Une surinfection par Candida albicans complique fréquemment la dermite du siège, notamment après une antibiothérapie orale.
Reconnaître la dermite du siège :
– Dermite irritative simple : rougeur brillante, légèrement squameuse, respectant les plis (car la peau des plis n’est pas en contact direct avec la couche). Localisation aux convexités : fesses, grandes lèvres, scrotum, face interne des cuisses.
– Dermite candidosique surajoutée : érythème vif rouge intense avec atteinte des plis (contrairement à la forme irritative), bordure festonnée avec petites pustules satellites caractéristiques. C’est l’atteinte des plis et les pustules satellites qui permettent de distinguer la forme candidosique.
Signes d’alerte :
– Lésions ulcérées, saignantes ou très douloureuses,
– fièvre associée,
– absence d’amélioration après 3 jours de traitement bien conduit,
– nourrisson de moins d’un mois.
Traitement :
– Mesures préventives et hygiéno-diététiques (essentielles) : change fréquent (au moins toutes les 3 heures), nettoyage doux à l’eau tiède ou avec des lingettes sans alcool ni parfum, séchage doux par tamponnement sans friction, application d’une crème barrière protectrice (oxyde de zinc, vaseline, Bepanthen® crème) à chaque change.
– Forme irritative simple : soins de barrière suffisants dans la majorité des cas. En cas d’inflammation marquée, application d’un dermocorticoïde faible (hydrocortisone 1 %) pendant 3 à 5 jours maximum.
– Forme candidosique : antifongique topique (miconazole, kétoconazole, nystatine) pendant 7 à 14 jours. En cas d’inflammation importante associée : association antifongique + hydrocorticoïde (Daktacort®) en cure courte.
– Laisser les fesses à l’air libre le plus possible (changes allongés sans couche) pour réduire la macération.
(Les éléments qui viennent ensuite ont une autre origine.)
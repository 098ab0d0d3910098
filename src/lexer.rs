//! Copyright © 2025-2026 Wenze Wei. All Rights Reserved.
//!
//! This file is part of Opal Guard.
//! The Opal Guard project belongs to the Dunimd Team.
//!
//! Licensed under the Apache License, Version 2.0 (the "License");
//! You may not use this file except in compliance with the License.
//! You may obtain a copy of the License at
//!
//!     http://www.apache.org/licenses/LICENSE-2.0
//!
//! Unless required by applicable law or agreed to in writing, software
//! distributed under the License is distributed on an "AS IS" BASIS,
//! WITHOUT WARRANTIES OR CONDITIONS OF ANY KIND, either express or implied.
//! See the License for the specific language governing permissions and
//! limitations under the License.

//! # Lexical Scanner
//!
//! Splits an OPAL query into its top-level pipeline stages. A `|` only
//! separates stages when it sits outside every literal context:
//!
//! - double-quoted strings (`"a | b"`)
//! - single-quoted strings (`'a | b'`)
//! - regex literals (`body ~ /GET|POST/i`)
//!
//! A `/` opens a regex literal only when the preceding non-whitespace
//! character is a match or comparison operator, an argument position (`(` or
//! `,`), or the start of the query. Anywhere else it is division and is left
//! alone. A closing `/` may be followed by a run of flag letters (`i`, `m`,
//! `s`, `U`); any other identifier right after it is ordinary code. A backslash consumes the following character literally, so escaped
//! quotes and slashes never change state.
//!
//! The scanner also reports which bytes belong to a literal. Rewrite passes use
//! that mask to avoid touching text inside strings and regexes.

use std::ops::Range;

/// Characters after which a `/` starts a regex literal.
const REGEX_OPENERS: &[char] = &['~', '=', '(', ','];

/// Letters accepted as trailing regex flags.
const REGEX_FLAGS: &[char] = &['i', 'm', 's', 'U'];

/// Result of a single scan over a query.
#[derive(Clone, Debug, Default, PartialEq, Eq)]
pub struct OpalScan {
    /// Byte ranges of non-empty stages, trimmed of surrounding whitespace.
    pub stages: Vec<Range<usize>>,
    /// Byte offsets of the separators that were honoured, in order.
    pub separators: Vec<usize>,
    /// One flag per byte: `true` when the byte is part of a string or regex literal.
    pub literal: Vec<bool>,
    /// Unescaped `"` characters that opened or closed a double-quoted string.
    pub double_quotes: usize,
    /// Opening delimiter and offset of a single-quoted string or regex
    /// literal still open at the end of the query.
    pub open_literal: Option<(char, usize)>,
}

impl OpalScan {
    /// Whether the byte at `offset` lies inside a literal.
    pub fn in_literal(&self, offset: usize) -> bool {
        self.literal.get(offset).copied().unwrap_or(false)
    }
}

#[derive(Clone, Copy, Debug, PartialEq, Eq)]
enum LiteralState {
    Code,
    Double,
    Single,
    Regex,
}

/// Runs the scanner state machine over `query`.
pub fn scan(query: &str) -> OpalScan {
    let mut literal = vec![false; query.len()];
    let mut separators = Vec::new();
    let mut state = LiteralState::Code;
    let mut escaped = false;
    let mut double_quotes = 0;
    let mut last_significant: Option<char> = None;
    let mut literal_start = 0;
    let mut flag_bytes = 0;

    for (idx, ch) in query.char_indices() {
        let width = ch.len_utf8();

        if flag_bytes > 0 {
            mark(&mut literal, idx, width);
            flag_bytes -= width;
            continue;
        }

        if escaped {
            escaped = false;
            if state != LiteralState::Code {
                mark(&mut literal, idx, width);
            }
            if !ch.is_whitespace() {
                last_significant = Some(ch);
            }
            continue;
        }

        if ch == '\\' {
            escaped = true;
            if state != LiteralState::Code {
                mark(&mut literal, idx, width);
            }
            continue;
        }

        match state {
            LiteralState::Code => match ch {
                '"' => {
                    state = LiteralState::Double;
                    double_quotes += 1;
                    mark(&mut literal, idx, width);
                }
                '\'' => {
                    state = LiteralState::Single;
                    literal_start = idx;
                    mark(&mut literal, idx, width);
                }
                '/' if opens_regex(last_significant) => {
                    state = LiteralState::Regex;
                    literal_start = idx;
                    mark(&mut literal, idx, width);
                }
                '|' => separators.push(idx),
                _ => {}
            },
            LiteralState::Double => {
                mark(&mut literal, idx, width);
                if ch == '"' {
                    state = LiteralState::Code;
                    double_quotes += 1;
                }
            }
            LiteralState::Single => {
                mark(&mut literal, idx, width);
                if ch == '\'' {
                    state = LiteralState::Code;
                }
            }
            LiteralState::Regex => {
                mark(&mut literal, idx, width);
                if ch == '/' {
                    state = LiteralState::Code;
                    flag_bytes = regex_flags_len(&query[idx + width..]);
                }
            }
        }

        if !ch.is_whitespace() {
            last_significant = Some(ch);
        }
    }

    let open_literal = match state {
        LiteralState::Single => Some(('\'', literal_start)),
        LiteralState::Regex => Some(('/', literal_start)),
        LiteralState::Code | LiteralState::Double => None,
    };

    let mut stages = Vec::with_capacity(separators.len() + 1);
    let mut start = 0;
    for &sep in separators.iter().chain(std::iter::once(&query.len())) {
        if let Some(range) = trimmed(query, start..sep) {
            stages.push(range);
        }
        start = (sep + 1).min(query.len());
    }

    OpalScan {
        stages,
        separators,
        literal,
        double_quotes,
        open_literal,
    }
}

/// Splits `query` into trimmed, non-empty top-level pipeline stages.
pub fn split_pipeline(query: &str) -> Vec<String> {
    scan(query)
        .stages
        .into_iter()
        .map(|range| query[range].to_string())
        .collect()
}

/// Returns the leading identifier of a stage, if it starts with one.
pub fn leading_identifier(stage: &str) -> Option<&str> {
    let stage = stage.trim_start();
    let end = stage
        .char_indices()
        .find(|(idx, ch)| {
            !(ch.is_ascii_alphanumeric() || *ch == '_') || (*idx == 0 && ch.is_ascii_digit())
        })
        .map(|(idx, _)| idx)
        .unwrap_or(stage.len());
    if end == 0 {
        None
    } else {
        Some(&stage[..end])
    }
}

fn opens_regex(last_significant: Option<char>) -> bool {
    match last_significant {
        None => true,
        Some(ch) => REGEX_OPENERS.contains(&ch),
    }
}

/// Length of the flag run right after a closing `/`, or 0 when the
/// following identifier is not made of flag letters.
fn regex_flags_len(rest: &str) -> usize {
    let run = rest
        .find(|ch: char| !(ch.is_ascii_alphanumeric() || ch == '_'))
        .unwrap_or(rest.len());
    if rest[..run].chars().all(|ch| REGEX_FLAGS.contains(&ch)) {
        run
    } else {
        0
    }
}

fn mark(literal: &mut [bool], idx: usize, width: usize) {
    for flag in &mut literal[idx..idx + width] {
        *flag = true;
    }
}

fn trimmed(query: &str, range: Range<usize>) -> Option<Range<usize>> {
    let text = &query[range.clone()];
    let lead = text.len() - text.trim_start().len();
    let trail = text.len() - text.trim_end().len();
    if lead + trail >= text.len() {
        None
    } else {
        Some(range.start + lead..range.end - trail)
    }
}

#[cfg(test)]
mod tests {
    use super::*;

    #[test]
    fn splits_on_top_level_separators() {
        let stages = split_pipeline("filter a = 1 | sort desc(a) | limit 10");
        assert_eq!(stages, vec!["filter a = 1", "sort desc(a)", "limit 10"]);
    }

    #[test]
    fn ignores_separator_inside_strings() {
        let stages = split_pipeline(r#"filter body = "a|b" | filter name = 'x|y'"#);
        assert_eq!(stages, vec![r#"filter body = "a|b""#, "filter name = 'x|y'"]);
    }

    #[test]
    fn ignores_separator_inside_regex_with_flags() {
        let stages = split_pipeline("filter body ~ /GET|POST/i | limit 5");
        assert_eq!(stages, vec!["filter body ~ /GET|POST/i", "limit 5"]);
    }

    #[test]
    fn division_is_not_a_regex() {
        let stages = split_pipeline("make_col r: a / b | filter r > 1 | limit 1");
        assert_eq!(stages.len(), 3);
    }

    #[test]
    fn escaped_quote_keeps_string_open() {
        let stages = split_pipeline(r#"filter body = "say \"a|b\"" | limit 1"#);
        assert_eq!(stages.len(), 2);
    }

    #[test]
    fn drops_empty_stages() {
        let stages = split_pipeline("| filter a = 1 || limit 1 |");
        assert_eq!(stages, vec!["filter a = 1", "limit 1"]);
    }

    #[test]
    fn literal_mask_covers_delimiters() {
        let query = r#"filter a = "x""#;
        let scan = scan(query);
        let open = query.find('"').unwrap();
        assert!(!scan.in_literal(open - 1));
        assert!(scan.in_literal(open));
        assert!(scan.in_literal(query.len() - 1));
    }

    #[test]
    fn counts_only_delimiting_double_quotes() {
        assert_eq!(scan(r#"filter a = "x" and b = 'say "hi"'"#).double_quotes, 2);
        assert_eq!(scan(r#"filter a = "x \" y""#).double_quotes, 2);
        assert_eq!(scan(r#"filter a = "open"#).double_quotes, 1);
    }

    #[test]
    fn regex_flags_stop_at_non_flag_identifier() {
        let query = "filter a ~ /x/i and b ~ /y/and";
        let scanned = scan(query);
        assert!(scanned.in_literal(query.find("/i").unwrap() + 1));
        assert!(!scanned.in_literal(query.find(" and").unwrap() + 1));
        assert!(!scanned.in_literal(query.len() - 1));
        assert_eq!(scanned.open_literal, None);
    }

    #[test]
    fn records_literal_left_open() {
        assert_eq!(scan("filter a = 'x | limit 1").open_literal, Some(('\'', 11)));
        assert_eq!(scan("filter a ~ /x | limit 1").open_literal, Some(('/', 11)));
        assert_eq!(scan(r#"filter a = "x"#).open_literal, None);
    }

    #[test]
    fn leading_identifier_stops_at_punctuation() {
        assert_eq!(leading_identifier("  make_col x:1"), Some("make_col"));
        assert_eq!(leading_identifier("@\"1h\""), None);
        assert_eq!(leading_identifier("9lives"), None);
    }
}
– Éviter les talcs et les poudres (risque d’inhalation et formation de grumeaux aggravant l’irritation).
Angiomes de l’enfant
Les angiomes sont des tumeurs vasculaires bénignes très fréquentes chez le nourrisson. Deux types principaux doivent être distingués car leur évolution et leur prise en charge sont très différentes.
Hémangiome infantile (angiome fraisé)
L’hémangiome infantile est la tumeur bénigne la plus fréquente du nourrisson, touchant 4 à 10 % des enfants, avec une nette prédominance féminine (3 filles pour 1 garçon) et une prévalence plus élevée chez les prématurés.
Évolution caractéristique en trois phases :
– Phase de croissance (0 à 12 mois) : apparition dans les premières semaines de vie sous forme d’une macule rouge pâle ou d’une tache télangiectasique, puis croissance rapide vers une lésion rouge vif, surélevée, à surface mamelonnée en « fraise ». La croissance est maximale entre 1 et 3 mois.
– Phase de plateau (12 à 18 mois) : stabilisation de la lésion.
– Phase d’involution spontanée : régression progressive sur plusieurs années. Règle des 50/70/90 : 50 % régressent à 5 ans, 70 % à 7 ans, 90 % à 9 ans. La régression est souvent complète sans séquelle pour les lésions superficielles.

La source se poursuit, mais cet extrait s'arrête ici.